Week 18

that half term break wasn't as relaxing as the first one, as on the first morning back we had our final theory exam and had to turn in our class project.  so the weekend was studying and finishing the final touches of my project.  

 

February 14th Day 76 AM: Theory Exam

this one was a bit more challenging than the last as i didn't prepare as much for this test.  always a few curveballs, at least one exam is done and over with.

 

Day 76 PM: Cooking

prepping for the next few weeks.

  • Le dessert ravissant

  • clotted cream ice cream

  • lemon meringue ice cream

  • sables with roasted pineapple and coconut ice cream


February 15th Day 77 AM: Demonstration

  • Seared scallops with carrot fritters and yogurt dressing

  • balsamic glzed steak

  • kaleidoscope salad

  • carmalised pear mille feuille

  • babas au rhum

  • dobos torte

Day 77 PM: Cooking

  • Dobos torte

quite a time consuming cake as there are several steps that need to be done in a certain sequence.  first you need to make 6 circular sponge bases, while those bake and cool you then make your chocolate coffee frosting and chop up your nuts.  next layering the sponge bases with the frosting.  and lastly to make some caramel to coat one sponge layer which then you have to quickly cut into 8 pieces and cover two sides with nuts.  the taste of the cake was actually not as bad as i had anticipated, the coffee flavor helped cut the sweetness of the cake and frosting. and its impressive cutting a slice as you see the different layers.
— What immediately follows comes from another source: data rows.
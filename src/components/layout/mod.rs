//! Workspace shell shown after login.
//!
//! Components:
//! - [`Layout`] - Header, sidebar and tabbed content area
//! - [`Header`] - Branch selector, notifications and user menu
//! - [`Sidebar`] - Page navigation
//! - [`TabView`] - Open tabs and the active page

mod header;
mod sidebar;
mod tab_view;

use leptos::prelude::*;

pub use header::Header;
pub use sidebar::Sidebar;
pub use tab_view::TabView;

stylance::import_crate_style!(css, "src/components/layout/layout.module.css");

#[component]
pub fn Layout() -> impl IntoView {
    view! {
        <div class=css::shell>
            <Sidebar />
            <div class=css::main>
                <Header />
                <TabView />
            </div>
        </div>
    }
}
February 16th Day 78 AM: Demonstration

  • Confit of duck leg on spiced puy lentils

  • sous vide confit duck legs

  • compressed fruit

  • horseradish cream

  • lemon oil

  • quick pickled vegetable

  • sous vide poached salmon

  • steak cooked sous vide

  • watercress puree

  • plaited bread

  • pannacotta with raspberries and muscat jelly

  • amandine

 

day 78 PM: Cooking

  • Confit of duck leg

  • All butter rough puff pastry

  • Amandine


february 17th Day 79 AM: Cooking

lucky for us we got to have steak for lunch today and it was quite delicious, although i overcooked my steak.  the sauce was very tasty and the kaleidoscope salad was quite refreshing.  i would definitely make this again.  the mille feuille was actually quite good too, thought it was going to be more difficult to make but it isn't too bad.  however next time i want to try with some matcha creme pat as the filling.

  • Confit of duck leg on spiced puy lentils

  • balsamic glazed steak

  • kaleidoscope salad

  • carmalised pear mille feuille

  • plaited bread

 

day 79 PM: Cooking

  • Amandine

  • plaited bread

8 plaited bread, it took awhile to get the plaiting right but eventually i got it done.  quite impressive looking, will definitely try this again on my next loaf.